Tagged as: Dating, Friends, Troubled relationships<< Previous question   Next question >>
Question - (12 May 2009) 2 Answers - (Newest, 13 May 2009)
A female United States age 41-50, anonymous writes:

Reality check... Do I really have to let her go.

My ex girlfriend have split now for over 5 months and I'm still finding it very difficult to move on. We were together for 3 and a half years and most of the time it really was the best time of our lives. We never argued, we laughed all the time at stuff that other people didn't generally understand why? and we enjoyed doing the same things. It was confortable and it felt so right.. The only problem was this was her first experience with a woman and at first she was confused, but then we just dated for a while and she said she just fell in love with me. I fell in love with her, she is amazing in every sense. We met at work, I was actaully her boss which I know was naughty and not the right thing to do, but we were both extremely professional, but the pull for both of us was just too much and therefore it ended up being a secret the duration and still a secret today. Our friendship group have no idea as we all generally hung around together and everyone thought we were just best mates, so leaving and arriving together at parties didn't seem unusal. Neither of our family knew about us and my family still doesn't know about my sexual orientation although I had dated women previously. But as time went on, my ex was worried about what people might think and we did split for about 3 months during our 3 and half year relationship because of this.

I think it was a year and half of being together when that happened. But then she came back saying it just has to work because she was in love with me. Anyway to cut a long story short, she went on holiday 6 months ago and she came back feeling a sense of freedom as she said she could just be herself as she went on holiday with her sister. Previously she had been on holiday with one of our friends at work but she never got off with blokes because of this as our friend would have come back and said what a brilliant time they had etc... So going with her sister there was no one that would have come back to tell us all the gossip.. I don't see her family at all.. Before she went on this holiday, we were having a ball, and I thought wow,this is really happening and with her coming back, I did say to her, if you really think this is going to work then say so, but if you have any doubts, please walk away because I couldn't bear it if you were to leave me again..

After her return from holiday, she was acting odd and she didn't even want to see me.. the day she landed I was going to prepare her a lovely dinner as I missed her so much... but later I found out that she actually bonded with a guy on holiday and now they are a couple. She said to me that nothing happened on holiday and still to this day I am not sure whether to believe her. It took her 2 months to break up with me and then 3 weeks later she kissed him on New years eve and probably more. So while I was sitting in my own house and even went away to give her space for a week to think about how we could get through this and convince her that no one would care that we were together, she was having secret phone calls and probably meeting up with him while I was out of the way... this I am not sure of but that is the only way I think of as no one gets together with someone else so quickly after spliting up with you, do they??? Unless of course it's a one night stand. Thank god he doesn't live in our area, but I still see her at work and it's so difficult.

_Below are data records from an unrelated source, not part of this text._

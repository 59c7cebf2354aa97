use anyhow::Result;
use glam::Vec3;
use log::info;

use emberfall::engine::game_loop::GameLoop;
use emberfall::engine::input::{Action, PlayerInput};
use emberfall::engine::world::{CollisionChannel, StaticWorld, WallPanel};
use emberfall::game::arena::Arena;
use emberfall::game::characters::{CharacterConfig, CharacterId};

/// Forward buffered input edges and axes to a character
fn dispatch_input(arena: &mut Arena, id: CharacterId, input: &PlayerInput) {
    let _ = arena.with_character(id, |character, body| {
        character.move_up(input.axis_move_up());
        character.move_right(input.axis_move_right());

        if input.just_pressed(Action::Jump) {
            character.jump_press(body);
        }
        if input.just_released(Action::Jump) {
            character.jump_release(body);
        }
        if input.just_pressed(Action::Sprint) {
            character.sprint_press(body);
        }
        if input.just_released(Action::Sprint) {
            character.sprint_release(body);
        }
        if input.just_pressed(Action::Dash) {
            character.dash_press(body);
        }
        if input.just_pressed(Action::QuickStep) {
            character.quick_step_press(body);
        }
        if input.just_pressed(Action::Glide) {
            character.glide_press(body);
        }
        if input.just_pressed(Action::Attack) {
            character.attack_press();
        }
    });
}

/// Scripted demo input: walk, jump, glide a moment, dash, then attack the
/// training dummy
fn script(tick: u64, input: &mut PlayerInput) {
    match tick {
        0 => input.set_axis_move_up(1.0),
        60 => {
            input.set_axis_move_up(0.0);
            input.press(Action::Jump);
        }
        70 => input.release(Action::Jump),
        80 => input.press(Action::Glide),
        81 => input.release(Action::Glide),
        130 => input.press(Action::Glide),
        131 => input.release(Action::Glide),
        170 => input.press(Action::Dash),
        171 => input.release(Action::Dash),
        220 => input.press(Action::Attack),
        221 => input.release(Action::Attack),
        _ => {}
    }
}

fn main() -> Result<()> {
    // Initialize logger
    env_logger::Builder::from_default_env()
        .filter_level(log::LevelFilter::Info)
        .init();

    info!("Starting emberfall demo...");

    // a single wall ahead of the player, slideable
    let mut world = StaticWorld::new();
    world.add_panel(WallPanel::new(
        1,
        Vec3::new(400.0, 0.0, 200.0),
        Vec3::new(-1.0, 0.0, 0.0),
        400.0,
        400.0,
        CollisionChannel::WallSlide,
    )?);

    let mut arena = Arena::new(world);
    let player = arena.spawn_character(100, CharacterConfig::default(), Vec3::ZERO, 34.0);
    let dummy = arena.spawn_character(
        101,
        CharacterConfig::default(),
        Vec3::new(300.0, 200.0, 0.0),
        34.0,
    );
    info!("Spawned player {} and training dummy {}", player, dummy);

    let mut input = PlayerInput::new();
    let mut game_loop = GameLoop::new();
    let mut tick: u64 = 0;

    while tick < 300 {
        let updates = game_loop.begin_frame();
        for _ in 0..updates {
            script(tick, &mut input);
            dispatch_input(&mut arena, player, &input);
            input.update();

            arena.update(game_loop.fixed_timestep());

            // a fresh attack swing lands on the dummy
            for event in arena.drain_events(player) {
                use emberfall::game::characters::CharacterEvent;
                info!("player event: {:?}", event);
                if event == CharacterEvent::AttackStarted {
                    if let Some(outcome) = arena.resolve_attack(player, dummy) {
                        info!("attack dealt {:.2} damage", outcome.damage);
                    }
                }
            }
            for event in arena.drain_events(dummy) {
                info!("dummy event: {:?}", event);
            }

            tick += 1;
        }
        std::thread::sleep(std::time::Duration::from_millis(2));
    }

    let dummy_health = arena
        .character(dummy)
        .map(|character| character.attributes().health())
        .unwrap_or_default();
    info!("Demo complete; dummy health at {:.1}", dummy_health);

    Ok(())
}
// Engine seams: movement provider, world queries, splines, input, timing
//
// The character core talks to the host engine exclusively through the
// traits in these modules. Each trait ships with a small concrete
// implementation so the crate runs headless and the game layer is
// testable without a real engine behind it.

pub mod game_loop;
pub mod input;
pub mod movement;
pub mod spline;
pub mod world;

/// Identifies an actor (wall, platform, character body) in the host world
pub type ActorId = u64;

Her main reason for ending it with me was because she said she didn't feel comfortable in herself, but I am convinced myself that if she took the courage to tell people about us, we wouldn't be where we are today OR am I just kidding myself. Was this inevidentable that it was destined for failure or was the last 3 and half years a complete lie. How can a woman who says now she is not comfortable be intimate with another woman for this amount of years. We are currently not talking and everyday I have to pull myself together before I enter work knowing that I will bump into her. I can't even turn to anyone at work as I gave her my word that I wouldn't tell a sole... But she even said that us in our bubble was perfect, but outside in the big wide world this is where she was scared and that pull was far greater for her than for her to say how much she loved me. She rather take home a boy to show her family and friends and didn't want the lifestyle... It was the hardest choice for her to make she kept tellng me... But for me, whether this is just being shallow minded, I do see things in black and white and believe that if you love someone, no matter the problem, the consequences (unless it's abuse then thats is completely different) if you truly love someone then does this all matter. I know our families have very traditional beliefs, but I was prepared to tell them because I loved her to bits and she was the one... but she was not prepared to even tell one person, not even her best friend who I know too... We both live in very straight circles although some of my friends know about my past... but her, no.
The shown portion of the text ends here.